Dir fehlt noch ein return Statement vor der vorletzten } (die Klammer, die die Methode schließt. Du fragst in deiner Methode nämlich mehrere Bedingungen mit den if-statements ab, sagst aber nicht, was passieren soll, wenn keines der Statements greift, und das geht nicht.


----------



## Robert Zenz (27. Apr 2021)

So als Notiz, du hast hier ein Problem was das Design deiner Methode angeht. Wenn ein Fehler auftritt, retournierst du "-3", "-2" und "-1" um den Fehler anzuzeigen, aber diese drei Werte sind gueltige Werte welche auftreten koennten beim Input. Geraten "10000000 00000000 00000000 0000001" (oder war's "11111111 11111111 11111111 11111110"?) sollte "-1" ergeben. Damit kannst du beim Aufruf nicht mehr unterscheiden ob es ein gueltiger Wert war oder ein Fehler. Besser waere es damit wenn du hier zum einen eine "IllegalArgumentException" wirfst wenn der Parameter "null" oder  leer war, und zum anderen eine "NumberFormatException" wenn Zeichen enthalten sind welche nicht passen (macht "Integer.parseInt" bereits).

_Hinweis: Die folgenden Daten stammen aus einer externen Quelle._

// SPDX-License-Identifier: MPL-2.0
// This Source Code Form is subject to the terms of the Mozilla Public
// License, v. 2.0. If a copy of the MPL was not distributed with this
// file, You can obtain one at https://mozilla.org/MPL/2.0/.

//! Thermostat state management types.
//!
//! [`DeviceState`] is the last known state of a thermostat. It lives in a
//! [`StateCache`], which is either replaced by a full refresh or patched with
//! a [`StateUpdate`] built from a webhook. Both paths report the fields they
//! changed as a [`ChangeSet`].
//!
//! # Examples
//!
//! ```
//! use thermosmart_lib::state::{DeviceState, Field, StateCache, StateUpdate};
//! use thermosmart_lib::types::{HvacMode, Source};
//!
//! let cache = StateCache::new();
//! cache.replace(DeviceState::new().with_source(Source::Schedule));
//!
//! let changes = cache.merge_partial(&StateUpdate {
//!     source: Field::Present(Source::Manual),
//!     ..StateUpdate::default()
//! });
//!
//! assert!(changes.source);
//! assert_eq!(cache.snapshot().hvac_mode(), Some(HvacMode::Heat));
//! ```

mod boiler;
mod cache;
mod device_state;
mod state_update;

pub use boiler::BoilerBlock;
pub use cache::StateCache;
pub use device_state::DeviceState;
pub use state_update::{ChangeSet, Field, StateUpdate};
// SPDX-License-Identifier: MPL-2.0
// This Source Code Form is subject to the terms of the Mozilla Public
// License, v. 2.0. If a copy of the MPL was not distributed with this
// file, You can obtain one at https://mozilla.org/MPL/2.0/.

//! Boiler telemetry sensors.

use std::fmt;

use crate::config::IntegrationConfig;
use crate::coordinator::UpdateCoordinator;
use crate::protocol::RemoteDeviceClient;
use crate::state::BoilerBlock;

use super::device::{DeviceBacked, DeviceInfo};

/// Device class hint for the platform.
#[derive(Debug, Clone, Copy, PartialEq, Eq, Hash)]
pub enum SensorDeviceClass {
    /// Temperature in °C.
    Temperature,
    /// Pressure in bar.
    Pressure,
}

/// The boiler readings exposed as sensors.
#[derive(Debug, Clone, Copy, PartialEq, Eq, Hash)]
pub enum BoilerSensorKind {
    /// Control setpoint.
    ControlSetpoint,
    /// Relative modulation level.
    ModulationLevel,
    /// Central heating water pressure.
    WaterPressure,
    /// Domestic hot water flow rate.
    HotWaterFlowRate,
    /// Domestic hot water temperature.
    HotWaterTemperature,
    /// Return water temperature.
    ReturnWaterTemperature,
}

impl BoilerSensorKind {
    /// Every sensor kind, in registration order.
    pub const ALL: [Self; 6] = [
        Self::ControlSetpoint,
        Self::ModulationLevel,
        Self::WaterPressure,
        Self::HotWaterFlowRate,
        Self::HotWaterTemperature,
        Self::ReturnWaterTemperature,
    ];

    /// Reading name, also used as the unique id suffix.
    #[must_use]
    pub const fn key(&self) -> &'static str {
        match self {
            Self::ControlSetpoint => "Control setpoint",
            Self::ModulationLevel => "Modulation level",
            Self::WaterPressure => "Water pressure",
            Self::HotWaterFlowRate => "Hot water flow rate",
            Self::HotWaterTemperature => "Hot water temperature",
            Self::ReturnWaterTemperature => "Return water temperature",
        }
    }

    /// Unit of measurement.
    #[must_use]
    pub const fn unit(&self) -> &'static str {
        match self {
            Self::ControlSetpoint | Self::HotWaterTemperature | Self::ReturnWaterTemperature => {
                "°C"
            }
            Self::ModulationLevel => "%",
            Self::WaterPressure => "bar",
            Self::HotWaterFlowRate => "l/min",
        }
    }

    /// Device class, if the platform has one for this reading.
    #[must_use]
    pub const fn device_class(&self) -> Option<SensorDeviceClass> {
        match self {
            Self::ControlSetpoint | Self::HotWaterTemperature | Self::ReturnWaterTemperature => {
                Some(SensorDeviceClass::Temperature)
            }
            Self::WaterPressure => Some(SensorDeviceClass::Pressure),
            Self::ModulationLevel | Self::HotWaterFlowRate => None,
        }
    }

    /// Reads this value from a boiler block.
    #[must_use]
    pub fn read(&self, boiler: &BoilerBlock) -> Option<f64> {
        match self {
            Self::ControlSetpoint => boiler.control_setpoint(),
            Self::ModulationLevel => boiler.modulation_level(),
            Self::WaterPressure => boiler.water_pressure(),
            Self::HotWaterFlowRate => boiler.hot_water_flow_rate(),
            Self::HotWaterTemperature => boiler.hot_water_temperature(),
            Self::ReturnWaterTemperature => boiler.return_water_temperature(),
        }
    }
}

impl fmt::Display for BoilerSensorKind {
    fn fmt(&self, f: &mut fmt::Formatter<'_>) -> fmt::Result {
        f.write_str(self.key())
    }
}

/// One boiler reading as a sensor entity.
///
/// The value is `None` whenever the snapshot has no boiler block or the
/// reading was never reported.
#[derive(Debug)]
pub struct BoilerSensor<C> {
    device: DeviceBacked<C>,
    kind: BoilerSensorKind,
}

impl<C> Clone for BoilerSensor<C> {
    fn clone(&self) -> Self {
        Self {
            device: self.device.clone(),
            kind: self.kind,
        }
    }
}

impl<C: RemoteDeviceClient> BoilerSensor<C> {
    /// Creates one sensor.
    #[must_use]
    pub fn new(coordinator: UpdateCoordinator<C>, kind: BoilerSensorKind) -> Self {
        Self {
            device: DeviceBacked::new(coordinator, IntegrationConfig::DEFAULT_NAME),
            kind,
        }
    }

    /// Creates the six boiler sensors of a thermostat.
    ///
    /// Returns no sensors if the installation does not report OpenTherm data.
    #[must_use]
    pub fn all(coordinator: &UpdateCoordinator<C>) -> Vec<Self> {
        if !coordinator.state().supports_opentherm() {
            tracing::warn!(
                thermostat = %coordinator.thermostat_id(),
                "OpenTherm is not enabled, boiler sensors are not available"
            );
            return Vec::new();
        }

        BoilerSensorKind::ALL
            .into_iter()
            .map(|kind| Self::new(coordinator.clone(), kind))
            .collect()
    }

    /// Returns the reading this sensor exposes.
    #[must_use]
    pub fn kind(&self) -> BoilerSensorKind {
        self.kind
    }

    /// Returns `Boiler, {reading}`.
    #[must_use]
    pub fn name(&self) -> String {
        format!("Boiler, {}", self.kind.key())
    }

    /// Returns `{thermostat}_{reading}`.
    #[must_use]
    pub fn unique_id(&self) -> String {
        self.device.unique_id(self.kind.key())
    }

    /// Registry entry of the boiler device.
    #[must_use]
    pub fn device_info(&self) -> DeviceInfo {
        self.device.boiler_device_info()
    }

    /// Current value.
    #[must_use]
    pub fn value(&self) -> Option<f64> {
        self.device
            .state()
            .boiler()
            .and_then(|boiler| self.kind.read(boiler))
    }

    /// Returns true while the coordinator is running and boiler data is
    /// present.
    #[must_use]
    pub fn available(&self) -> bool {
        self.device.available() && self.device.state().supports_opentherm()
    }
}

#[cfg(test)]
mod tests {
    use super::*;

    #[test]
    fn units_and_classes() {
        assert_eq!(BoilerSensorKind::WaterPressure.unit(), "bar");
        assert_eq!(
            BoilerSensorKind::WaterPressure.device_class(),
            Some(SensorDeviceClass::Pressure)
        );
        assert_eq!(BoilerSensorKind::HotWaterFlowRate.unit(), "l/min");
        assert_eq!(BoilerSensorKind::HotWaterFlowRate.device_class(), None);
        assert_eq!(BoilerSensorKind::ModulationLevel.unit(), "%");
        assert_eq!(BoilerSensorKind::ModulationLevel.device_class(), None);

        for kind in [
            BoilerSensorKind::ControlSetpoint,
            BoilerSensorKind::HotWaterTemperature,
            BoilerSensorKind::ReturnWaterTemperature,
        ] {
            assert_eq!(kind.unit(), "°C");
            assert_eq!(kind.device_class(), Some(SensorDeviceClass::Temperature));
        }
    }

    #[test]
    fn reads_from_block() {
        let boiler = BoilerBlock {
            water_pressure: Some(1.6),
            ..BoilerBlock::default()
        };

        assert_eq!(BoilerSensorKind::WaterPressure.read(&boiler), Some(1.6));
        assert_eq!(BoilerSensorKind::ControlSetpoint.read(&boiler), None);
    }

    #[test]
    fn keys_are_distinct() {
        let keys: std::collections::HashSet<_> =
            BoilerSensorKind::ALL.iter().map(|k| k.key()).collect();
        assert_eq!(keys.len(), 6);
        assert_eq!(BoilerSensorKind::ControlSetpoint.to_string(), "Control setpoint");
    }
}
// SPDX-License-Identifier: MPL-2.0
// This Source Code Form is subject to the terms of the Mozilla Public
// License, v. 2.0. If a copy of the MPL was not distributed with this
// file, You can obtain one at https://mozilla.org/MPL/2.0/.

//! Scheduling exceptions.
//!
//! An exception is an interval during which the weekly program is replaced
//! by a named program. The vendor encodes the interval bounds as
//! `[year, month - 1, day, hour, minute]` arrays and only accepts minutes on
//! a quarter-hour boundary.

use std::fmt;
use std::str::FromStr;

use chrono::{Datelike, NaiveDate, NaiveDateTime, Timelike};
use serde::{Deserialize, Serialize};

use crate::error::ValueError;

/// Program applied while an exception is active.
#[derive(Debug, Clone, Copy, PartialEq, Eq, Hash, Serialize, Deserialize)]
#[serde(rename_all = "snake_case")]
pub enum ExceptionProgram {
    /// Frost protection only.
    AntiFreeze,
    /// Nobody home.
    NotHome,
    /// Regular home temperature.
    Home,
    /// Comfort temperature.
    Comfort,
}

impl ExceptionProgram {
    /// Returns the vendor string representation.
    #[must_use]
    pub const fn as_str(&self) -> &'static str {
        match self {
            Self::AntiFreeze => "anti_freeze",
            Self::NotHome => "not_home",
            Self::Home => "home",
            Self::Comfort => "comfort",
        }
    }
}

impl fmt::Display for ExceptionProgram {
    fn fmt(&self, f: &mut fmt::Formatter<'_>) -> fmt::Result {
        f.write_str(self.as_str())
    }
}

impl FromStr for ExceptionProgram {
    type Err = ValueError;

    fn from_str(s: &str) -> Result<Self, Self::Err> {
        match s {
            "anti_freeze" => Ok(Self::AntiFreeze),
            "not_home" => Ok(Self::NotHome),
            "home" => Ok(Self::Home),
            "comfort" => Ok(Self::Comfort),
            _ => Err(ValueError::InvalidProgram(s.to_string())),
        }
    }
}

/// A scheduled override interval.
///
/// Entries built with [`ExceptionEntry::new`] have both bounds rounded down
/// to the previous quarter hour. Entries received from the vendor are kept
/// as reported.
///
/// # Examples
///
/// ```
/// use chrono::NaiveDate;
/// use thermosmart_lib::types::{ExceptionEntry, ExceptionProgram};
///
/// let day = NaiveDate::from_ymd_opt(2024, 3, 1).unwrap();
/// let entry = ExceptionEntry::new(
///     day.and_hms_opt(10, 7, 0).unwrap(),
///     day.and_hms_opt(11, 0, 0).unwrap(),
///     ExceptionProgram::Comfort,
/// )
/// .unwrap();
///
/// assert_eq!(entry.start(), day.and_hms_opt(10, 0, 0).unwrap());
/// ```
#[derive(Debug, Clone, PartialEq, Eq, Serialize, Deserialize)]
#[serde(try_from = "WireException", into = "WireException")]
pub struct ExceptionEntry {
    start: NaiveDateTime,
    end: NaiveDateTime,
    program: ExceptionProgram,
}

impl ExceptionEntry {
    /// Minute granularity accepted by the vendor.
    pub const MINUTE_STEP: u32 = 15;

    /// Creates a new exception, rounding both bounds down to the quarter hour.
    ///
    /// # Errors
    ///
    /// Returns `ValueError::InvalidInterval` if the rounded end is not after
    /// the rounded start.
    pub fn new(
        start: NaiveDateTime,
        end: NaiveDateTime,
        program: ExceptionProgram,
    ) -> Result<Self, ValueError> {
        let start = round_to_quarter(start);
        let end = round_to_quarter(end);

        if end <= start {
            return Err(ValueError::InvalidInterval {
                start: start.to_string(),
                end: end.to_string(),
            });
        }

        Ok(Self {
            start,
            end,
            program,
        })
    }

    /// Returns the start of the interval.
    #[must_use]
    pub fn start(&self) -> NaiveDateTime {
        self.start
    }

    /// Returns the end of the interval.
    #[must_use]
    pub fn end(&self) -> NaiveDateTime {
        self.end
    }

    /// Returns the program applied during the interval.
    #[must_use]
    pub fn program(&self) -> ExceptionProgram {
        self.program
    }

    /// Returns `true` if `at` falls inside the interval.
    #[must_use]
    pub fn contains(&self, at: NaiveDateTime) -> bool {
        self.start <= at && at < self.end
    }
}

fn round_to_quarter(at: NaiveDateTime) -> NaiveDateTime {
    let minute = at.minute() - at.minute() % ExceptionEntry::MINUTE_STEP;
    at.date()
        .and_hms_opt(at.hour(), minute, 0)
        .unwrap_or(at)
}

/// Vendor wire representation of an exception.
#[derive(Debug, Clone, Serialize, Deserialize)]
struct WireException {
    start: [i64; 5],
    end: [i64; 5],
    temperature: ExceptionProgram,
}

fn to_wire(at: NaiveDateTime) -> [i64; 5] {
    [
        i64::from(at.year()),
        i64::from(at.month0()),
        i64::from(at.day()),
        i64::from(at.hour()),
        i64::from(at.minute()),
    ]
}

fn from_wire(parts: [i64; 5]) -> Result<NaiveDateTime, String> {
    let [year, month0, day, hour, minute] = parts;
    let field = |v: i64| u32::try_from(v).map_err(|_| format!("invalid date part {v} in {parts:?}"));

    let year = i32::try_from(year).map_err(|_| format!("invalid year {year}"))?;
    NaiveDate::from_ymd_opt(year, field(month0)? + 1, field(day)?)
        .and_then(|d| d.and_hms_opt(field(hour).ok()?, field(minute).ok()?, 0))
        .ok_or_else(|| format!("invalid date {parts:?}"))
}

impl TryFrom<WireException> for ExceptionEntry {
    type Error = String;

    fn try_from(wire: WireException) -> Result<Self, Self::Error> {
        Ok(Self {
            start: from_wire(wire.start)?,
            end: from_wire(wire.end)?,
            program: wire.temperature,
        })
    }
}

impl From<ExceptionEntry> for WireException {
    fn from(entry: ExceptionEntry) -> Self {
        Self {
            start: to_wire(entry.start),
            end: to_wire(entry.end),
            temperature: entry.program,
        }
    }
}
// SPDX-License-Identifier: MPL-2.0
// This Source Code Form is subject to the terms of the Mozilla Public
// License, v. 2.0. If a copy of the MPL was not distributed with this
// file, You can obtain one at https://mozilla.org/MPL/2.0/.

//! Minimum interval between remote fetches.

use std::time::Duration;

use parking_lot::Mutex;
use tokio::time::Instant;

/// Tracks the last successful fetch.
///
/// Only successful fetches count: a failed refresh leaves the window open
/// so the next call retries immediately.
#[derive(Debug)]
pub(crate) struct RefreshThrottle {
    min_interval: Duration,
    last_success: Mutex<Option<Instant>>,
}

impl RefreshThrottle {
    pub(crate) fn new(min_interval: Duration) -> Self {
        Self {
            min_interval,
            last_success: Mutex::new(None),
        }
    }

    /// Returns true if the last fetch is recent enough to skip a new one.
    pub(crate) fn is_fresh(&self) -> bool {
        self.last_success
            .lock()
            .is_some_and(|at| at.elapsed() < self.min_interval)
    }

    /// Records a successful fetch.
    pub(crate) fn mark(&self) {
        *self.last_success.lock() = Some(Instant::now());
    }
}
// SPDX-License-Identifier: MPL-2.0
// This Source Code Form is subject to the terms of the Mozilla Public
// License, v. 2.0. If a copy of the MPL was not distributed with this
// file, You can obtain one at https://mozilla.org/MPL/2.0/.

//! Platform entities backed by an [`UpdateCoordinator`](crate::coordinator::UpdateCoordinator).
//!
//! Entities never hold state of their own. Every attribute is read from the
//! coordinator's current snapshot, and every command goes through the
//! coordinator. The shared part (coordinator handle, device registry info,
//! availability) lives in [`DeviceBacked`], which [`ClimateEntity`] and
//! [`BoilerSensor`] both wrap.
//!
//! # Examples
//!
//! ```no_run
//! use thermosmart_lib::coordinator::UpdateCoordinator;
//! use thermosmart_lib::entity::{BoilerSensor, ClimateEntity};
//! use thermosmart_lib::protocol::HttpClient;
//!
//! # async fn example() -> thermosmart_lib::Result<()> {
//! let client = HttpClient::new(String::from("access-token"))?;
//! let coordinator = UpdateCoordinator::builder(client).build().await?;
//!
//! let climate = ClimateEntity::new(coordinator.clone(), "Thermosmart");
//! for sensor in BoilerSensor::all(&coordinator) {
//!     println!("{}: {:?} {}", sensor.name(), sensor.value(), sensor.kind().unit());
//! }
//!
//! climate.set_temperature(20.0).await?;
//! # Ok(())
//! # }
//! ```

mod climate;
mod device;
mod sensor;

pub use climate::ClimateEntity;
pub use device::{DEVICE_MANUFACTURER, DEVICE_MODEL, DOMAIN, DeviceBacked, DeviceInfo};
pub use sensor::{BoilerSensor, BoilerSensorKind, SensorDeviceClass};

Auszerdem passen deine Namen nicht. "Bin2Long" konvertiert zu "int", "checkInput" prueft nicht nur sondern konvertiert. Benennen von Dingen ist schwierig, aber sehr wichtig wenn sich im Code jemals wieder zu recht finden will.


----------



## mihe7 (27. Apr 2021)

districon hat gesagt.:


> Das müsste jetzt so stimmen, nur habe ich ein klein wenig Probleme mit den return Anweisungen


Geh mal Deine Schleife durch: Du prüfst das erste Zeichen (i==0), wenn dieses erste Zeichen den Codepoint 0 oder 1 hat, gibst Du sofort -1 zurück. Mal abgesehen davon, dass Du nach dem ersten Zeichen sofort aufhörst, prüfst Du Codepoints und keine Zeichen ab. Für Zeichen musst Du mit '0' und '1' (und nicht mit 0 und 1) vergleichen. Im else-Zweig prüfst Du eine Bedingung, die immer wahr ist, denn jedes Zeichen ist entweder von 0 oder von 1 verschieden.

Ich würde sagen: da stimmt eigentlich nix


----------